National Automotive Publications v. US Lines

Decision Date14 February 1980
Docket Number78 Civ. 5891 (KTD).
Citation486 F. Supp. 1094
PartiesNATIONAL AUTOMOTIVE PUBLICATIONS, INC., Plaintiff, v. UNITED STATES LINES, INC., Defendant.
CourtU.S. District Court — Southern District of New York

COPYRIGHT MATERIAL OMITTED

Lawrence G. Nusbaum, Jr., New York City, for plaintiff.

Kirlin, Campbell & Keating, New York City, for defendant; Joseph K. Molloy, New York City, of counsel.

OPINION

KEVIN THOMAS DUFFY, District Judge:

This action was originally commenced by National Automotive Publications hereinafter referred to as "NAP", in New York State Supreme Court, New York County, against United States Lines, Inc., charging breach of contract, negligence and wrongful detention of goods. Thereafter, the action was removed to this Court pursuant to 28 U.S.C. § 1441. Jurisdiction is alleged under the Carriage of Goods by Sea Act, 46 U.S.C. §§ 1300 et seq. hereinafter referred to as "COGSA" or "the Act".

Plaintiff is the publisher of National Sports Annual, an annual publication featuring articles, photos and advertising materials catering to motor racing fans. After some negotiations between NAP and a well known race track in England, NAP was granted a license to sell its 1978 Annual at the track during a two day motor car race. The race was scheduled for the 16th and 17th of September, 1978. In consideration for the license, NAP agreed to provide the track with exclusive coverage of the race by devoting a special section to the race in its 1979 Annual.

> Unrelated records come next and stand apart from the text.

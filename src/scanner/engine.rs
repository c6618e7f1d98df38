//! Scan engine: validation, bounded dispatch, draining and cancellation.
//!
//! State machine:
//!
//! ```text
//! Idle -> Validating -> Running -> Draining -> Completed
//!             |            |          |
//!             |            +----------+--> Interrupted
//!             +--> Completed (validation error, no network activity)
//! ```

use crate::config::ScanConfig;
use crate::error::{ScanError, ScanResult};
use crate::output::ScanObserver;
use crate::scanner::gate::AdmissionGate;
use crate::scanner::stats::ScanStats;
use crate::scanner::tcp::TcpProbe;
use crate::scanner::traits::{PortProbe, PortResult};
use crate::scanner::ScanReport;
use crate::types::ScanTarget;
use futures::FutureExt;
use std::any::Any;
use std::fmt;
use std::panic::AssertUnwindSafe;
use std::sync::Arc;
use tokio::sync::mpsc;
use tokio::task::{JoinError, JoinHandle, JoinSet};
use tokio_util::sync::CancellationToken;
use tracing::{debug, error, info};

/// Lifecycle of a single scan.
#[derive(Debug, Clone, Copy, PartialEq, Eq)]
pub enum ScanState {
    Idle,
    Validating,
    Running,
    Draining,
    Completed,
    Interrupted,
}

impl fmt::Display for ScanState {
    fn fmt(&self, f: &mut fmt::Formatter<'_>) -> fmt::Result {
        match self {
            Self::Idle => write!(f, "idle"),
            Self::Validating => write!(f, "validating"),
            Self::Running => write!(f, "running"),
            Self::Draining => write!(f, "draining"),
            Self::Completed => write!(f, "completed"),
            Self::Interrupted => write!(f, "interrupted"),
        }
    }
}

/// Runs one scan of one target over one port range.
pub struct ScanEngine {
    target: String,
    start_port: u32,
    end_port: u32,
    config: ScanConfig,
    probe: Option<Arc<dyn PortProbe>>,
    state: ScanState,
    peak_in_flight: usize,
}

impl ScanEngine {
    /// Prepare a scan. Nothing is validated until [`run`](Self::run).
    pub fn new(
        target: impl Into<String>,
        start_port: u32,
        end_port: u32,
        config: ScanConfig,
    ) -> Self {
        Self {
            target: target.into(),
            start_port,
            end_port,
            config,
            probe: None,
            state: ScanState::Idle,
            peak_in_flight: 0,
        }
    }

    /// Use `probe` instead of the TCP probe built from the validated target.
    pub fn with_probe(mut self, probe: Arc<dyn PortProbe>) -> Self {
        self.probe = Some(probe);
        self
    }

    pub fn state(&self) -> ScanState {
        self.state
    }

    pub fn config(&self) -> &ScanConfig {
        &self.config
    }

    /// Highest number of probes that were in flight at once during the last run.
    pub fn peak_in_flight(&self) -> usize {
        self.peak_in_flight
    }

    /// Run the scan, stopping early on Ctrl-C or SIGTERM.
    pub async fn run(&mut self, observer: Arc<dyn ScanObserver>) -> ScanResult<ScanReport> {
        self.execute(observer, CancellationToken::new(), true).await
    }

    /// Run the scan, stopping early when `cancel` fires. No signal handler
    /// is installed.
    pub async fn run_with_cancel(
        &mut self,
        observer: Arc<dyn ScanObserver>,
        cancel: CancellationToken,
    ) -> ScanResult<ScanReport> {
        self.execute(observer, cancel, false).await
    }

    fn transition(&mut self, next: ScanState) {
        debug!(from = %self.state, to = %next, "scan state");
        self.state = next;
    }

    async fn execute(
        &mut self,
        observer: Arc<dyn ScanObserver>,
        cancel: CancellationToken,
        listen_for_signals: bool,
    ) -> ScanResult<ScanReport> {
        self.transition(ScanState::Validating);
        let (target, probe) = match self.prepare().await {
            Ok(prepared) => prepared,
            Err(e) => {
                self.transition(ScanState::Completed);
                return Err(e);
            }
        };

        let signals = listen_for_signals.then(|| spawn_interrupt_listener(cancel.clone()));
        let outcome = self.dispatch(&target, probe, observer, &cancel).await;
        if let Some(listener) = signals {
            listener.abort();
        }
        outcome
    }

    /// Validate inputs and build the probe. No socket is opened here.
    async fn prepare(&self) -> ScanResult<(ScanTarget, Arc<dyn PortProbe>)> {
        self.config.validate()?;
        let target =
            ScanTarget::validate(&self.target, self.start_port, self.end_port).await?;

        let probe: Arc<dyn PortProbe> = match &self.probe {
            Some(probe) => Arc::clone(probe),
            None => Arc::new(TcpProbe::new(target.clone(), self.config.clone())?),
        };
        Ok((target, probe))
    }

    async fn dispatch(
        &mut self,
        target: &ScanTarget,
        probe: Arc<dyn PortProbe>,
        observer: Arc<dyn ScanObserver>,
        cancel: &CancellationToken,
    ) -> ScanResult<ScanReport> {
        self.transition(ScanState::Running);

        let stats = Arc::new(ScanStats::new(target.range.len()));
        observer.on_start(target, &self.config, stats.started_at());
        info!(
            host = %target,
            range = %target.range,
            concurrency = self.config.concurrency,
            "scan started"
        );

        let (tx, rx) = mpsc::channel::<PortResult>(self.config.concurrency);
        let consumer = tokio::spawn(consume_results(rx, Arc::clone(&observer)));
        let gate = AdmissionGate::new(self.config.concurrency);
        let mut probes = JoinSet::new();

        for port in target.range.iter() {
            let permit = tokio::select! {
                biased;
                _ = cancel.cancelled() => {
                    return Err(self.interrupt(&mut probes, &consumer, &gate));
                }
                permit = gate.admit() => permit?,
            };

            let probe = Arc::clone(&probe);
            let stats = Arc::clone(&stats);
            let observer = Arc::clone(&observer);
            let tx = tx.clone();

            probes.spawn(async move {
                let outcome = AssertUnwindSafe(probe.probe(port, &stats))
                    .catch_unwind()
                    .await;
                let result = match outcome {
                    Ok(result) => result,
                    Err(panic) => {
                        error!(%port, reason = panic_message(&*panic), "probe panicked");
                        None
                    }
                };

                if let Some(result) = result {
                    // The consumer only goes away when the scan is torn down.
                    let _ = tx.send(result).await;
                }

                let progress = stats.record_scanned();
                drop(permit);
                if progress.should_report() {
                    observer.on_progress(progress);
                }
            });

            while let Some(joined) = probes.try_join_next() {
                log_join_error(joined);
            }
        }
        drop(tx);

        self.transition(ScanState::Draining);
        loop {
            tokio::select! {
                biased;
                _ = cancel.cancelled() => {
                    return Err(self.interrupt(&mut probes, &consumer, &gate));
                }
                joined = probes.join_next() => match joined {
                    Some(joined) => log_join_error(joined),
                    None => break,
                },
            }
        }

        let results = consumer
            .await
            .map_err(|e| ScanError::TaskFailed(e.to_string()))?;

        self.peak_in_flight = gate.peak();
        debug!(peak = self.peak_in_flight, capacity = gate.capacity(), "admission gate drained");

        let report = ScanReport::new(target, &self.config, &stats, results);
        self.transition(ScanState::Completed);
        info!(open = report.open_ports, scanned = report.ports_scanned, "scan complete");
        observer.on_complete(&report);

        Ok(report)
    }

    /// Abandon in-flight probes. Aborted tasks drop their sockets.
    fn interrupt(
        &mut self,
        probes: &mut JoinSet<()>,
        consumer: &JoinHandle<Vec<PortResult>>,
        gate: &AdmissionGate,
    ) -> ScanError {
        info!(in_flight = gate.in_flight(), "scan interrupted, abandoning in-flight probes");
        probes.abort_all();
        consumer.abort();
        self.peak_in_flight = gate.peak();
        self.transition(ScanState::Interrupted);
        ScanError::Interrupted
    }
}

/// Print and collect results as they arrive, in completion order.
async fn consume_results(
    mut rx: mpsc::Receiver<PortResult>,
    observer: Arc<dyn ScanObserver>,
) -> Vec<PortResult> {
    let mut results = Vec::new();
    while let Some(result) = rx.recv().await {
        observer.on_result(&result);
        results.push(result);
    }
    results
}

fn spawn_interrupt_listener(cancel: CancellationToken) -> JoinHandle<()> {
    tokio::spawn(async move {
        wait_for_interrupt().await;
        info!("interrupt received");
        cancel.cancel();
    })
}

#[cfg(unix)]
async fn wait_for_interrupt() {
    use tokio::signal::unix::{signal, SignalKind};

    match signal(SignalKind::terminate()) {
        Ok(mut terminate) => {
            tokio::select! {
                _ = ctrl_c() => {}
                _ = terminate.recv() => {}
            }
        }
        Err(_) => ctrl_c().await,
    }
}

#[cfg(not(unix))]
async fn wait_for_interrupt() {
    ctrl_c().await
}

/// Resolves on Ctrl-C. Never resolves if the handler cannot be installed.
async fn ctrl_c() {
    if let Err(err) = tokio::signal::ctrl_c().await {
        tracing::warn!(%err, "cannot listen for Ctrl-C");
        std::future::pending::<()>().await;
    }
}

fn log_join_error(joined: Result<(), JoinError>) {
    if let Err(e) = joined {
        if !e.is_cancelled() {
            error!(error = %e, "probe task failed");
        }
    }
}

fn panic_message(panic: &(dyn Any + Send)) -> &str {
    if let Some(msg) = panic.downcast_ref::<&str>() {
        msg
    } else if let Some(msg) = panic.downcast_ref::<String>() {
        msg
    } else {
        "unknown panic"
    }
}

#[cfg(test)]
mod tests {
    use super::*;
    use crate::output::SilentObserver;
    use crate::types::{Port, PortError};
    use async_trait::async_trait;
    use std::sync::atomic::{AtomicUsize, Ordering};

    #[derive(Default)]
    struct CountingProbe {
        calls: AtomicUsize,
    }

    #[async_trait]
    impl PortProbe for CountingProbe {
        async fn probe(&self, _port: Port, _stats: &ScanStats) -> Option<PortResult> {
            self.calls.fetch_add(1, Ordering::SeqCst);
            None
        }
    }

    #[tokio::test]
    async fn test_state_after_success() {
        let probe = Arc::new(CountingProbe::default());
        let mut engine = ScanEngine::new("127.0.0.1", 10, 19, ScanConfig::new())
            .with_probe(probe.clone());
        assert_eq!(engine.state(), ScanState::Idle);

        let report = engine
            .run_with_cancel(Arc::new(SilentObserver), CancellationToken::new())
            .await
            .unwrap();

        assert_eq!(engine.state(), ScanState::Completed);
        assert_eq!(probe.calls.load(Ordering::SeqCst), 10);
        assert_eq!(report.ports_scanned, 10);
        assert!(report.results.is_empty());
    }

    #[tokio::test]
    async fn test_invalid_range_never_probes() {
        let probe = Arc::new(CountingProbe::default());
        let mut engine =
            ScanEngine::new("127.0.0.1", 500, 100, ScanConfig::new()).with_probe(probe.clone());

        let err = engine
            .run_with_cancel(Arc::new(SilentObserver), CancellationToken::new())
            .await
            .unwrap_err();

        assert!(matches!(
            err,
            ScanError::InvalidPortRange(PortError::Inverted { .. })
        ));
        assert_eq!(engine.state(), ScanState::Completed);
        assert_eq!(probe.calls.load(Ordering::SeqCst), 0);
    }

    #[tokio::test]
    async fn test_invalid_config_never_probes() {
        let probe = Arc::new(CountingProbe::default());
        let config = ScanConfig::new().with_concurrency(0);
        let mut engine = ScanEngine::new("127.0.0.1", 1, 10, config).with_probe(probe.clone());

        let err = engine
            .run_with_cancel(Arc::new(SilentObserver), CancellationToken::new())
            .await
            .unwrap_err();

        assert!(matches!(err, ScanError::InvalidConfig(_)));
        assert_eq!(probe.calls.load(Ordering::SeqCst), 0);
    }

    #[test]
    fn test_panic_message() {
        let boxed: Box<dyn Any + Send> = Box::new("boom");
        assert_eq!(panic_message(&*boxed), "boom");
        let boxed: Box<dyn Any + Send> = Box::new(String::from("bang"));
        assert_eq!(panic_message(&*boxed), "bang");
        let boxed: Box<dyn Any + Send> = Box::new(7u8);
        assert_eq!(panic_message(&*boxed), "unknown panic");
    }
}
//! Plain text output formatting.
//!
//! Header lines, one line per open port as it is found, a single redrawn
//! progress line and closing statistics.

use crate::config::ScanConfig;
use crate::output::ScanObserver;
use crate::scanner::{PortResult, Progress, ScanReport};
use crate::types::ScanTarget;
use chrono::{DateTime, Local, SecondsFormat};
use console::style;
use indicatif::{ProgressBar, ProgressDrawTarget, ProgressStyle};
use std::sync::{Mutex, OnceLock, PoisonError};

/// Live console reporter.
///
/// The progress bar only draws when stdout is a terminal; result lines are
/// printed above it so the two never overwrite each other.
#[derive(Default)]
pub struct ConsoleReporter {
    progress: OnceLock<ProgressBar>,
    /// Highest scanned count drawn so far. Probe tasks report from several
    /// threads, so a late snapshot must not overwrite a newer one.
    shown: Mutex<usize>,
}

impl ConsoleReporter {
    pub fn new() -> Self {
        Self::default()
    }

    fn println(&self, line: String) {
        match self.progress.get() {
            Some(pb) => pb.suspend(|| println!("{line}")),
            None => println!("{line}"),
        }
    }
}

impl ScanObserver for ConsoleReporter {
    fn on_start(&self, target: &ScanTarget, config: &ScanConfig, started_at: DateTime<Local>) {
        println!("{} {}", style("Scanning target:").bold(), style(target).white().bold());
        println!("{} {}", style("Started at:").bold(), format_time(started_at));
        println!("{} {}", style("Port range:").bold(), target.range);
        println!("{} {}", style("SSL/TLS enabled:").bold(), config.use_tls);
        println!("{} {}", style("Concurrency:").bold(), config.concurrency);
        println!("Scanning {} ports...", style(target.range.len()).white().bold());

        let pb = ProgressBar::with_draw_target(
            Some(target.range.len() as u64),
            ProgressDrawTarget::stdout(),
        );
        pb.set_style(
            ProgressStyle::with_template("Progress: {msg}")
                .unwrap_or_else(|_| ProgressStyle::default_bar()),
        );
        // A second scan through the same reporter keeps the first bar.
        let _ = self.progress.set(pb);
    }

    fn on_result(&self, result: &PortResult) {
        self.println(format!(
            "Port {}: {} ({}) - {}",
            result.port,
            style("Open").green().bold(),
            style(&result.service).cyan(),
            result.banner
        ));
    }

    fn on_progress(&self, progress: Progress) {
        let Some(pb) = self.progress.get() else {
            return;
        };
        let mut shown = self.shown.lock().unwrap_or_else(PoisonError::into_inner);
        if progress.scanned <= *shown {
            return;
        }
        *shown = progress.scanned;
        draw_progress(pb, progress);
    }

    fn on_complete(&self, report: &ScanReport) {
        if let Some(pb) = self.progress.get() {
            let total = report.ports_scanned;
            draw_progress(pb, Progress { scanned: total, total });
            pb.finish();
        }
        println!();
        println!(
            "{} {} open ports",
            style("Scan complete:").bold(),
            style(report.open_ports).green().bold()
        );
        println!("{} {}", style("Finished at:").bold(), format_time(report.finished_at));
        println!(
            "{} {:.2} seconds",
            style("Elapsed:").bold(),
            report.duration_secs()
        );
    }
}

fn draw_progress(pb: &ProgressBar, progress: Progress) {
    pb.set_position(progress.scanned as u64);
    pb.set_message(format!(
        "{:.1}% ({}/{})",
        progress.percent(),
        progress.scanned,
        progress.total
    ));
}

fn format_time(time: DateTime<Local>) -> String {
    time.to_rfc3339_opts(SecondsFormat::Secs, true)
}

/// Print an error message.
pub fn print_error(msg: &str) {
    eprintln!("{} {}", style("Error:").red().bold(), msg);
}

/// Print a warning message.
pub fn print_warning(msg: &str) {
    eprintln!("{} {}", style("Warning:").yellow().bold(), msg);
}
//! JSON output formatting.

use crate::scanner::ScanReport;
use anyhow::Context;
use std::io::{self, Write};

/// Print the report as pretty JSON to stdout.
pub fn print_json(report: &ScanReport) -> anyhow::Result<()> {
    write_json(report, io::stdout().lock())
}

pub fn write_json<W: Write>(report: &ScanReport, mut out: W) -> anyhow::Result<()> {
    serde_json::to_writer_pretty(&mut out, report).context("serializing report")?;
    writeln!(out)?;
    Ok(())
}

In August, 1978, NAP, through its managing agent and editor George Houraney, began preparation for the shipment of its publication to England for the race. After some investigation, NAP determined that shipment aboard one of defendant's vessels, the American Argosy, was satisfactory in that the vessel was scheduled to arrive in England prior to the race. Thus, on August 16th, the plaintiff delivered 18 cartons to the defendant for shipment to England. These cartons contained approximately 1,800 of plaintiff's 1978 Annual. These magazines were produced at a total cost of $2,178.

Upon delivery of the goods to defendant, a "dock receipt" was issued. The receipt contained the following language:

George Houraney Hold on dock will pick up September 14, 1978, London England.

(emphasis in original). It went on to provide:

RECEIVED the goods or the containers, vans, trailers, pallerized units or other packages said to contain the goods herein mentioned, in apparent good order and condition, except as otherwise indicated herein, to be held and transported subject to all the terms contained in the carrier's regular long and short form bills of lading currently used in this service ... Copies of such bill of lading and clauses may be obtained from the carrier on request and may be inspected at any of its offices.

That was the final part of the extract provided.